Des pas ou des mails ?

Il fut un temps où nous n’avions pas d’ordinateurs, ni de smartphones évidemment ! Mais je n’arrive pas à me souvenir comment nous communiquions au travail et à propos du travail, tellement les choses ont changé et en si peu de temps. La seule chose que je me dis, c’est que nous devions être très tranquilles, que les choses devaient prendre plus de temps et que la frontière entre temps de travail et temps personnel devait être plus tranchée, sans que cela gêne personne puisqu’on ne pouvait pas faire autrement.

La plupart de mes collègues – de tous âges – ont fini, il y a deux ou trois ans, par décider de ne plus répondre aux mails professionnels ou d’étudiants pendant le weekend ni après une certaine heure le soir en semaine : « on verra ça demain matin », « on verra ça lundi », ou même parfois, « on verra ça après les vacances ».

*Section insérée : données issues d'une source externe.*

//! Game and match progression for rally sports.
//!
//! `RallyEngine` only knows about a single game. `RallyMatchEngine` wraps it
//! with the per-sport rules the scoreboard needs: games to win, the table
//! tennis serve-count layer, and who serves the next game.

use im::Vector;
use serde::{Deserialize, Serialize};
use tracing::info;

use crate::core::{MatchFormat, Settings, Side, SideMap};
use crate::rules::{PointFlags, ScoringEngine, Transition};
use crate::serve::{DoublesServe, PlayerSlot};

use super::engine::RallyEngine;
use super::serve_count::ServeCountOverride;
use super::state::RallyScoreState;

/// Final score of a completed game.
#[derive(Clone, Copy, Debug, PartialEq, Eq, Hash, Serialize, Deserialize)]
pub struct GameScore {
    pub scores: SideMap<u32>,
    pub winner: Side,
}

impl std::fmt::Display for GameScore {
    fn fmt(&self, f: &mut std::fmt::Formatter<'_>) -> std::fmt::Result {
        let (one, two) = self.scores.pair();
        write!(f, "{one}-{two}")
    }
}

/// Live state of a rally-scored match.
#[derive(Clone, Debug, PartialEq, Eq, Serialize, Deserialize)]
pub struct RallyMatch {
    /// The game in progress (the final game once the match is decided).
    pub game: RallyScoreState,
    pub games_won: SideMap<u32>,
    /// Completed games, oldest first.
    pub completed: Vector<GameScore>,
    /// Serves made in the current turn (serve-count sports only).
    pub serves_in_turn: u32,
    /// Doubles without a custom rotation: the side that must pick who
    /// serves the next game before play resumes.
    pub awaiting_server: Option<Side>,
    pub winner: Option<Side>,
}

impl RallyMatch {
    #[must_use]
    pub fn new(game: RallyScoreState) -> Self {
        Self {
            game,
            games_won: SideMap::with_value(0),
            completed: Vector::new(),
            serves_in_turn: 0,
            awaiting_server: None,
            winner: None,
        }
    }

    /// 1-based number of the game in progress.
    #[must_use]
    pub fn game_number(&self) -> usize {
        self.completed.len() + usize::from(self.winner.is_none())
    }

    /// Points won across completed games and the game in progress.
    #[must_use]
    pub fn total_points(&self) -> SideMap<u32> {
        let mut totals = SideMap::with_value(0);
        for game in &self.completed {
            for side in Side::ALL {
                totals[side] += game.scores[side];
            }
        }
        if self.winner.is_none() {
            for side in Side::ALL {
                totals[side] += self.game.scores[side];
            }
        }
        totals
    }

    /// Completed game scores, e.g. `"21-18, 19-21, 21-16"`.
    #[must_use]
    pub fn result_string(&self) -> String {
        self.completed
            .iter()
            .map(ToString::to_string)
            .collect::<Vec<_>>()
            .join(", ")
    }
}

/// Match-level rally scorer.
#[derive(Clone, Copy, Debug, PartialEq, Eq)]
pub struct RallyMatchEngine {
    pub game: RallyEngine,
    pub serve_override: Option<ServeCountOverride>,
    pub games_needed: u32,
    /// Standard doubles rotation only: the side that lost a game picks who
    /// serves the next one. Otherwise the game winner serves.
    pub choose_next_server: bool,
}

impl RallyMatchEngine {
    #[must_use]
    pub fn new(game: RallyEngine, games_needed: u32) -> Self {
        Self {
            game,
            serve_override: None,
            games_needed,
            choose_next_server: false,
        }
    }

    /// Badminton: best of three games, losers pick the next doubles server.
    #[must_use]
    pub fn badminton(doubles: bool) -> Self {
        Self {
            choose_next_server: true,
            ..Self::new(RallyEngine::badminton().with_doubles(doubles), MatchFormat::BestOf3.sets_needed())
        }
    }

    /// Table tennis with the configured match format and serve turns.
    #[must_use]
    pub fn table_tennis(settings: &Settings, doubles: bool) -> Self {
        Self {
            serve_override: Some(ServeCountOverride::default()),
            ..Self::new(
                RallyEngine::table_tennis().with_doubles(doubles),
                settings.table_tennis.match_format.sets_needed(),
            )
        }
    }

    /// Squash with the configured match format.
    #[must_use]
    pub fn squash(settings: &Settings, doubles: bool) -> Self {
        Self::new(
            RallyEngine::squash().with_doubles(doubles),
            settings.squash.games_needed(),
        )
    }

    /// Resolve a pending next-game server choice.
    ///
    /// Returns `None` if no choice is pending or `slot` is not on the side
    /// that has to serve.
    #[must_use]
    pub fn select_server(&self, state: &RallyMatch, slot: PlayerSlot) -> Option<RallyMatch> {
        let side = state.awaiting_server?;
        if slot.side() != side {
            return None;
        }

        let mut next = state.clone();
        let doubles = state.game.doubles.map(|serve| DoublesServe::starting_at(serve.rotation, slot));
        next.game = state.game.next_game(side, doubles);
        next.awaiting_server = None;
        Some(next)
    }

    /// Set up the game after `winner` took the one served from `served_from`.
    fn start_next_game(&self, next: &mut RallyMatch, served_from: &RallyScoreState, winner: Side) {
        next.serves_in_turn = 0;

        match served_from.doubles {
            Some(serve) if serve.rotation.is_custom() => {
                let serve = serve.advanced();
                next.game = served_from.next_game(serve.serving_side(), Some(serve));
            }
            Some(serve) if self.choose_next_server => {
                // The side that lost the game chooses its server.
                let chooser = winner.opponent();
                next.game = served_from.next_game(chooser, Some(serve));
                next.awaiting_server = Some(chooser);
            }
            Some(serve) => {
                next.game = served_from.next_game(winner, Some(serve.advanced_to(winner)));
            }
            None => {
                next.game = served_from.next_game(winner, None);
            }
        }
    }
}

impl ScoringEngine for RallyMatchEngine {
    type State = RallyMatch;

    fn apply_point(&self, state: &RallyMatch, winner: Side) -> Transition<RallyMatch> {
        if state.winner.is_some() || state.awaiting_server.is_some() {
            return Transition::quiet(state.clone());
        }

        let rally = self.game.apply_point(&state.game, winner);
        let mut next = state.clone();

        let (game, serves) = match &self.serve_override {
            Some(layer) => layer.apply(&state.game, rally.state, state.serves_in_turn),
            None => (rally.state, 0),
        };
        next.game = game;
        next.serves_in_turn = serves;

        if !rally.flags.game_won {
            return Transition::quiet(next);
        }

        next.games_won[winner] += 1;
        next.completed.push_back(GameScore {
            scores: next.game.scores,
            winner,
        });
        info!(%winner, score = ?next.game.scores.pair(), "rally game won");

        if next.games_won[winner] >= self.games_needed {
            next.winner = Some(winner);
            info!(%winner, games = ?next.games_won.pair(), "rally match won");
            return Transition::with_flags(
                next,
                PointFlags {
                    match_won: true,
                    ..PointFlags::game()
                },
            );
        }

        self.start_next_game(&mut next, &state.game, winner);
        Transition::with_flags(next, PointFlags::game())
    }

    fn decided(&self, state: &RallyMatch) -> Option<Side> {
        state.winner
    }
}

Nous avions déjà l’habitude de ne pas séparer de façon nette vie personnelle et vie professionnelle car en tant qu’enseignants, oui, nous avons un temps relativement court de présence devant les étudiants mais avec un temps de préparation, de recherche, de corrections de copies, de réunions qui n’est pas défini et est pris aussi sur les weekends, les soirées, les vacances. Alors répondre aux mails n’importe quand paraissait normal et nécessaire. Mais à un moment donné, certains ont dit trop, c’est trop !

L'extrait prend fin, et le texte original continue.